▶

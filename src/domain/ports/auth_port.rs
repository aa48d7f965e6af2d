//! Authentication port definition.

use async_trait::async_trait;

use crate::domain::entities::{AuthToken, UserProfile};
use crate::domain::errors::ApiError;

/// Email and password submitted by the login form.
#[derive(Debug, Clone, PartialEq, Eq)]
#[allow(missing_docs)]
pub struct Credentials {
    pub email: String,
    pub password: String,
}

impl Credentials {
    /// Creates credentials from form input.
    #[must_use]
    pub fn new(email: impl Into<String>, password: impl Into<String>) -> Self {
        Self {
            email: email.into(),
            password: password.into(),
        }
    }
}

/// Account details submitted by the signup form.
#[derive(Debug, Clone, PartialEq, Eq)]
#[allow(missing_docs)]
pub struct Registration {
    pub name: String,
    pub email: String,
    pub password: String,
}

/// Token and identity returned by a successful login or registration.
#[derive(Debug, Clone, PartialEq, Eq)]
pub struct AuthGrant {
    /// Bearer token for later requests.
    pub token: AuthToken,
    /// Identity the token belongs to.
    pub user: UserProfile,
}

impl AuthGrant {
    /// Pairs a token with its identity.
    #[must_use]
    pub const fn new(token: AuthToken, user: UserProfile) -> Self {
        Self { token, user }
    }
}

/// Port for marketplace authentication endpoints.
#[cfg_attr(test, mockall::automock)]
#[async_trait]
pub trait AuthPort: Send + Sync {
    /// Resolves the identity behind a bearer token.
    async fn fetch_profile(&self, token: &AuthToken) -> Result<UserProfile, ApiError>;

    /// Exchanges credentials for a token.
    async fn login(&self, credentials: &Credentials) -> Result<AuthGrant, ApiError>;

    /// Creates an account and signs it in.
    async fn register(&self, registration: &Registration) -> Result<AuthGrant, ApiError>;
}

◀

* ASSIGNED TASK
What do the lines from the one with "#[cfg_attr(test, mockall::automock)]" through the last line of the entries say? Print them word for word, both ends included, and nothing else.

* YOUR SOLUTION
#[cfg_attr(test, mockall::automock)]
#[async_trait]
pub trait AuthPort: Send + Sync {
    /// Resolves the identity behind a bearer token.
    async fn fetch_profile(&self, token: &AuthToken) -> Result<UserProfile, ApiError>;

    /// Exchanges credentials for a token.
    async fn login(&self, credentials: &Credentials) -> Result<AuthGrant, ApiError>;

    /// Creates an account and signs it in.
    async fn register(&self, registration: &Registration) -> Result<AuthGrant, ApiError>;
}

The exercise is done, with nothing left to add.